'''

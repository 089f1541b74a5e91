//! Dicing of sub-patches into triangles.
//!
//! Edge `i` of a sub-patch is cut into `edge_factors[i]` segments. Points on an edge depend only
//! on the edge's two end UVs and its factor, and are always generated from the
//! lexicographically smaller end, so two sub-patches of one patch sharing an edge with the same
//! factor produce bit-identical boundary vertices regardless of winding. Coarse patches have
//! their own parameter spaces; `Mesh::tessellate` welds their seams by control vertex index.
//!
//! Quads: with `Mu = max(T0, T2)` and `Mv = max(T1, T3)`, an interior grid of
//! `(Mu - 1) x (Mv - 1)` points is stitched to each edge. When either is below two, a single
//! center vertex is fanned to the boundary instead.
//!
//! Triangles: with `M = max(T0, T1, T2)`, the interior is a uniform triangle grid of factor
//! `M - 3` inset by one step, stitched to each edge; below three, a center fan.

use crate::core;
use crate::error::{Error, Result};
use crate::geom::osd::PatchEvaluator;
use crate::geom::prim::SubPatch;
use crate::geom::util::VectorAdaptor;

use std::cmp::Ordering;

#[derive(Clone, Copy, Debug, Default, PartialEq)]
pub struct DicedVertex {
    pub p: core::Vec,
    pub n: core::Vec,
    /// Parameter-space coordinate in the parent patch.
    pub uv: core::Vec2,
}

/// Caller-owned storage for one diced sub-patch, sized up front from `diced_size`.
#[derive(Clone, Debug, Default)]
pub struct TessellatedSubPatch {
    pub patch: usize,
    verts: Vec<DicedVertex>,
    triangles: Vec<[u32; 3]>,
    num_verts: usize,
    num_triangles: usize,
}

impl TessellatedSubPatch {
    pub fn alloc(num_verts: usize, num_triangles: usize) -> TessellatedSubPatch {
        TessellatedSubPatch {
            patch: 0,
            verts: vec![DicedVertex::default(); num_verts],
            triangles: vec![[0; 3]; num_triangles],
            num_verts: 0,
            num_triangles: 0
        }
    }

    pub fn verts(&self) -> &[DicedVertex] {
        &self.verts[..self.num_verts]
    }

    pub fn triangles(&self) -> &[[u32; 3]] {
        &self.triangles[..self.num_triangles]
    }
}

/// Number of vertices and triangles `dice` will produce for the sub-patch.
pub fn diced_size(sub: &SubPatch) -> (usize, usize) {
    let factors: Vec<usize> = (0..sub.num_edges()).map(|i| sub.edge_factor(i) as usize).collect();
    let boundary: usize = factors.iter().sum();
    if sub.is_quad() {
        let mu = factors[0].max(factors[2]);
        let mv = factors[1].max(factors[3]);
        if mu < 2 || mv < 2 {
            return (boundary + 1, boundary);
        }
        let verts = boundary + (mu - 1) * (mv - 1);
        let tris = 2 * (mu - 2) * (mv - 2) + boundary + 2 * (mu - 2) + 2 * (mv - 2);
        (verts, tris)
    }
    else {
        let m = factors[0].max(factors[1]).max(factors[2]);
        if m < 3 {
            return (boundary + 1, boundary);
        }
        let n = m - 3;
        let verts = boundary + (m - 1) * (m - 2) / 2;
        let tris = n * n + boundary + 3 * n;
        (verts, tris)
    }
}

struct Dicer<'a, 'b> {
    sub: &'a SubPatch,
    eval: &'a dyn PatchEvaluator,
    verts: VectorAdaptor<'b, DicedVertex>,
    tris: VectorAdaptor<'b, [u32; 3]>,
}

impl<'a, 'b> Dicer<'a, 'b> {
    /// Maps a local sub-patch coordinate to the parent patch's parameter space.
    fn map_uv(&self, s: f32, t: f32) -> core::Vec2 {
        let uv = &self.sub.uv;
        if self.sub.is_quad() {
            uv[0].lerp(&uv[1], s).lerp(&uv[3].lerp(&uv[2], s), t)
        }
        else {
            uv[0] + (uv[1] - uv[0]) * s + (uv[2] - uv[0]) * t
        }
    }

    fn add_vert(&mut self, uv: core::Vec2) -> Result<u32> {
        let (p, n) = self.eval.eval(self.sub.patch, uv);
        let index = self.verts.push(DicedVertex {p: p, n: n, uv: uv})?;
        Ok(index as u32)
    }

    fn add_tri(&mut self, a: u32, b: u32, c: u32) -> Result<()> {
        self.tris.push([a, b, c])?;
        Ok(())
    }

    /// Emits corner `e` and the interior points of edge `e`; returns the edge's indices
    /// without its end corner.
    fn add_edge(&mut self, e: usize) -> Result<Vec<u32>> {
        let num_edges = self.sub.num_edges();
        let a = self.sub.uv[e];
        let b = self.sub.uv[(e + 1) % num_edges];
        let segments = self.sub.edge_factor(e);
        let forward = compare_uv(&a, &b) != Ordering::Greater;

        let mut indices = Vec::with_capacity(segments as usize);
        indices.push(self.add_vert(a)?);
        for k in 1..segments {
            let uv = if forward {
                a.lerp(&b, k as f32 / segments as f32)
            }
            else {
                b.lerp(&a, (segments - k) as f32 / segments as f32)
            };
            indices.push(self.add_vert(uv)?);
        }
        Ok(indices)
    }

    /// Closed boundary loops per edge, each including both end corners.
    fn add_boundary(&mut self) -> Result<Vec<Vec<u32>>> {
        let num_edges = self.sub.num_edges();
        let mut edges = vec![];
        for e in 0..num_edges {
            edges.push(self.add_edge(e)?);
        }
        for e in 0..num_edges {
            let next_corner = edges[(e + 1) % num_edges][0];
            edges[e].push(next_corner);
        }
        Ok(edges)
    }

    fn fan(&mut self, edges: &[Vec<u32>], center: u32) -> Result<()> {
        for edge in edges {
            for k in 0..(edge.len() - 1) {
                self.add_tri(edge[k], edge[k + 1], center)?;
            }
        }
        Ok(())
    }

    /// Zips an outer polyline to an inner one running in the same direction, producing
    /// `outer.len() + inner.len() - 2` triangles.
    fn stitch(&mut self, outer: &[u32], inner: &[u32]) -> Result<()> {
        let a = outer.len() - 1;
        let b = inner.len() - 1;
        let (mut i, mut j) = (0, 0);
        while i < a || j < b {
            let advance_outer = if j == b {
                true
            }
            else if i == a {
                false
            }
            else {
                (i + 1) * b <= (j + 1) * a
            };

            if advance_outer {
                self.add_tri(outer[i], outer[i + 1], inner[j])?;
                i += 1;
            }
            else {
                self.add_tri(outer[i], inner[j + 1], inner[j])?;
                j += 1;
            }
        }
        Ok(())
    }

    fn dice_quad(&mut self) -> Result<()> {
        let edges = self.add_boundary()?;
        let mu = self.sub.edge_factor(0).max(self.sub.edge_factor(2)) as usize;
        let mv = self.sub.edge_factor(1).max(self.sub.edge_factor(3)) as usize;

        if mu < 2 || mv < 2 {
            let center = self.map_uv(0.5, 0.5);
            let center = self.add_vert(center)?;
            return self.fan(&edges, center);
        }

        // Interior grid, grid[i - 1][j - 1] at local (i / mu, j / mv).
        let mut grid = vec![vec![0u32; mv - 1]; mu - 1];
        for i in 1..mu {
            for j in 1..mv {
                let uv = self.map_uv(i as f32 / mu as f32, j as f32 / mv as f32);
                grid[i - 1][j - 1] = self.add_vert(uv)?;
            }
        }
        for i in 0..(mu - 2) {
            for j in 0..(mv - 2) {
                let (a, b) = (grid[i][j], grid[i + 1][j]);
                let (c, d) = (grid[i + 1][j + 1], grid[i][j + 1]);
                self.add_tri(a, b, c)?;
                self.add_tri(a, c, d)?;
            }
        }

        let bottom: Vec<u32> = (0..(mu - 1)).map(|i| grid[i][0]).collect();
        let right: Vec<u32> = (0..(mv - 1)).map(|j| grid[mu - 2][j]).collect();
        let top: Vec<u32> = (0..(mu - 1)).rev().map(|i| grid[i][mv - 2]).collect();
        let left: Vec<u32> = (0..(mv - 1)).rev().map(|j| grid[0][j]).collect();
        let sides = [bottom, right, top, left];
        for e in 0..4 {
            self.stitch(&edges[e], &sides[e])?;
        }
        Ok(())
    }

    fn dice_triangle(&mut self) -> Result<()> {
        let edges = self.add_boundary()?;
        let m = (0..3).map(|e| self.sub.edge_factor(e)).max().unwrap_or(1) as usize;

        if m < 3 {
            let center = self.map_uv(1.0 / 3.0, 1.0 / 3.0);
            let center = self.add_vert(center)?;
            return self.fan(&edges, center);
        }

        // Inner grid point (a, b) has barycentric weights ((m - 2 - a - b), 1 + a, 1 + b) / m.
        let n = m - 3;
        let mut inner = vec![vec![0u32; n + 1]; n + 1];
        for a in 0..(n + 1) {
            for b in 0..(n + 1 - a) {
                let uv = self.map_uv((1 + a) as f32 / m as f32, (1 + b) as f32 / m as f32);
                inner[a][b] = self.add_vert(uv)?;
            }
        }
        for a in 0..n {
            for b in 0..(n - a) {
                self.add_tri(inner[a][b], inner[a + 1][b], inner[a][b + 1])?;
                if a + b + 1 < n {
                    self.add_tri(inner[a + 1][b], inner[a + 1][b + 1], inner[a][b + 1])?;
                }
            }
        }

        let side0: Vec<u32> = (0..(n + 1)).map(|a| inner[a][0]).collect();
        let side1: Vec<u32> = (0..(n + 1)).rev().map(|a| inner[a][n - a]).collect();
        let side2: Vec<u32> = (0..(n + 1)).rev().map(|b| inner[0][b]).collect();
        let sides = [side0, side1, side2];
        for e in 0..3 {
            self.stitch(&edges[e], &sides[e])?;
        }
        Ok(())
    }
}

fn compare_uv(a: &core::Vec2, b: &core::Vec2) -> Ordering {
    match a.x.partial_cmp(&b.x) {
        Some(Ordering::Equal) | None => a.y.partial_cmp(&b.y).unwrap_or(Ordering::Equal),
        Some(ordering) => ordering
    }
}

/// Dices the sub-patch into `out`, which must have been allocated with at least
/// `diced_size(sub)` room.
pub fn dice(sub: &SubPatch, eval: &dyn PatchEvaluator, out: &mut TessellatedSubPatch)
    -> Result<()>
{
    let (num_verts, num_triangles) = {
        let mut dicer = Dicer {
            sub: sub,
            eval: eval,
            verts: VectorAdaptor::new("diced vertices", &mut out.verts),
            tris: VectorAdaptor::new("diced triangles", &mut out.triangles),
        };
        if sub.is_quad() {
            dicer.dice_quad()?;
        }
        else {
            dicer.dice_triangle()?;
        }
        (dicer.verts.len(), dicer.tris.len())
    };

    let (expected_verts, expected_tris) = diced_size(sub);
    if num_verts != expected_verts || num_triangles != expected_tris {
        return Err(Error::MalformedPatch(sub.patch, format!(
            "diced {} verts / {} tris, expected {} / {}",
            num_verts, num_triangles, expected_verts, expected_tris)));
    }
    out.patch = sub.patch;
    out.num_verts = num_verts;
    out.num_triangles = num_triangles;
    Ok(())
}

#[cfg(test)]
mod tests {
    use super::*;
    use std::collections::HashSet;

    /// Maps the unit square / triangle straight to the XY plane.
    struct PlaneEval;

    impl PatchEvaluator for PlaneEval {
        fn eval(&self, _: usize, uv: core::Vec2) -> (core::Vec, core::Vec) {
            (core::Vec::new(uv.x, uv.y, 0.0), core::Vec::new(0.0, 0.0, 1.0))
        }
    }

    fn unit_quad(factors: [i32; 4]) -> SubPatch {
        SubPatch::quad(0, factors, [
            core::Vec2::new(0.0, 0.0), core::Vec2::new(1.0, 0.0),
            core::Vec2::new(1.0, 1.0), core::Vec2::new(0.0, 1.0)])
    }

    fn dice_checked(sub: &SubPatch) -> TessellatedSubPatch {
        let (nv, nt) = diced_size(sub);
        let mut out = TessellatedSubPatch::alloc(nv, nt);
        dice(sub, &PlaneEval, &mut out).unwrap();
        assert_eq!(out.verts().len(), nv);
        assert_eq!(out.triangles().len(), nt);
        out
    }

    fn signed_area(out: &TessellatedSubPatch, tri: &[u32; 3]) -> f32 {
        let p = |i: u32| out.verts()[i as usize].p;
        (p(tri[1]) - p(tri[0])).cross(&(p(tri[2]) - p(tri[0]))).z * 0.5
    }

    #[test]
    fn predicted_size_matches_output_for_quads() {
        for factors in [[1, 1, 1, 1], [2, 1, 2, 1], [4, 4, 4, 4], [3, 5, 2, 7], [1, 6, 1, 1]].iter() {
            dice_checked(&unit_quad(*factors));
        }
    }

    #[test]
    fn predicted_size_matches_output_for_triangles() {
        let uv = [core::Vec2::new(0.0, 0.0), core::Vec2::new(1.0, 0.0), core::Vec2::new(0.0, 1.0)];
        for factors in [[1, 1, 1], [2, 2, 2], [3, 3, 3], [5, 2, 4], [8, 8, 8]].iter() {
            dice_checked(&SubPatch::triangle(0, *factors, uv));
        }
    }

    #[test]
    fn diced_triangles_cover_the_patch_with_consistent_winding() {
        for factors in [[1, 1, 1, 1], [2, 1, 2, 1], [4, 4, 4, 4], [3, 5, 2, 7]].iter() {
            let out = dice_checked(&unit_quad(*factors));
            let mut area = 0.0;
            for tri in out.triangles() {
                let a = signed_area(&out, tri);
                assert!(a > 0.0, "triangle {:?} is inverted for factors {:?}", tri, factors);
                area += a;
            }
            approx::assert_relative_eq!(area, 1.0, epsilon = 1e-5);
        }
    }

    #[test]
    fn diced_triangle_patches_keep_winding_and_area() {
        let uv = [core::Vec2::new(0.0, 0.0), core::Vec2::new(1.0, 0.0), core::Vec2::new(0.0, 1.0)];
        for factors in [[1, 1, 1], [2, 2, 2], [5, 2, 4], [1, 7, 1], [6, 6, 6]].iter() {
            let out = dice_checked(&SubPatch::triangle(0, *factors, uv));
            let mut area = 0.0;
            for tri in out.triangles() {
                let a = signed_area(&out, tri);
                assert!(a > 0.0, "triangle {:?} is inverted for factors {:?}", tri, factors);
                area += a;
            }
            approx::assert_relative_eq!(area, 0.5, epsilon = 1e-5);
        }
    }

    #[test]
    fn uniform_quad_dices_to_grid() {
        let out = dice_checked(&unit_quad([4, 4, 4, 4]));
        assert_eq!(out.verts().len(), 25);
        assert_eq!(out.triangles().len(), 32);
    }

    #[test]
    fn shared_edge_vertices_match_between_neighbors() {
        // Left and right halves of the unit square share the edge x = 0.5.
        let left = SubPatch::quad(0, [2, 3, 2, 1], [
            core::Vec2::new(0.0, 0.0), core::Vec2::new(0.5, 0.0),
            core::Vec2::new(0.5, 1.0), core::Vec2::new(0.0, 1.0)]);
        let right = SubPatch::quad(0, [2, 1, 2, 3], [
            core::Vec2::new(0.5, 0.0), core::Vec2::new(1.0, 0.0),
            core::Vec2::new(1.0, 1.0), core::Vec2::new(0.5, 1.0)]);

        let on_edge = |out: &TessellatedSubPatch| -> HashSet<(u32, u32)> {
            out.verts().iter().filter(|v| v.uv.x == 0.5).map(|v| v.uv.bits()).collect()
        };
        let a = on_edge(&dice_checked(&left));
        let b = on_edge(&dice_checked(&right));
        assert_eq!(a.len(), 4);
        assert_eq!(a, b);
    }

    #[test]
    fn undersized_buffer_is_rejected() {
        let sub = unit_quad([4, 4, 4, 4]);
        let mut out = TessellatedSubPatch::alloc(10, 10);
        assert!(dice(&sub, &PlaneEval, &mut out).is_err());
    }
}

'''

When the line with "for j in 0..(mv" is reached in the data above, start copying there, and copy each line exactly until the line with "let side0: Vec<u32>" has been copied; copy nothing else.

            for j in 0..(mv - 2) {
                let (a, b) = (grid[i][j], grid[i + 1][j]);
                let (c, d) = (grid[i + 1][j + 1], grid[i][j + 1]);
                self.add_tri(a, b, c)?;
                self.add_tri(a, c, d)?;
            }
        }

        let bottom: Vec<u32> = (0..(mu - 1)).map(|i| grid[i][0]).collect();
        let right: Vec<u32> = (0..(mv - 1)).map(|j| grid[mu - 2][j]).collect();
        let top: Vec<u32> = (0..(mu - 1)).rev().map(|i| grid[i][mv - 2]).collect();
        let left: Vec<u32> = (0..(mv - 1)).rev().map(|j| grid[0][j]).collect();
        let sides = [bottom, right, top, left];
        for e in 0..4 {
            self.stitch(&edges[e], &sides[e])?;
        }
        Ok(())
    }

    fn dice_triangle(&mut self) -> Result<()> {
        let edges = self.add_boundary()?;
        let m = (0..3).map(|e| self.sub.edge_factor(e)).max().unwrap_or(1) as usize;

        if m < 3 {
            let center = self.map_uv(1.0 / 3.0, 1.0 / 3.0);
            let center = self.add_vert(center)?;
            return self.fan(&edges, center);
        }

        // Inner grid point (a, b) has barycentric weights ((m - 2 - a - b), 1 + a, 1 + b) / m.
        let n = m - 3;
        let mut inner = vec![vec![0u32; n + 1]; n + 1];
        for a in 0..(n + 1) {
            for b in 0..(n + 1 - a) {
                let uv = self.map_uv((1 + a) as f32 / m as f32, (1 + b) as f32 / m as f32);
                inner[a][b] = self.add_vert(uv)?;
            }
        }
        for a in 0..n {
            for b in 0..(n - a) {
                self.add_tri(inner[a][b], inner[a + 1][b], inner[a][b + 1])?;
                if a + b + 1 < n {
                    self.add_tri(inner[a + 1][b], inner[a + 1][b + 1], inner[a][b + 1])?;
                }
            }
        }

        let side0: Vec<u32> = (0..(n + 1)).map(|a| inner[a][0]).collect();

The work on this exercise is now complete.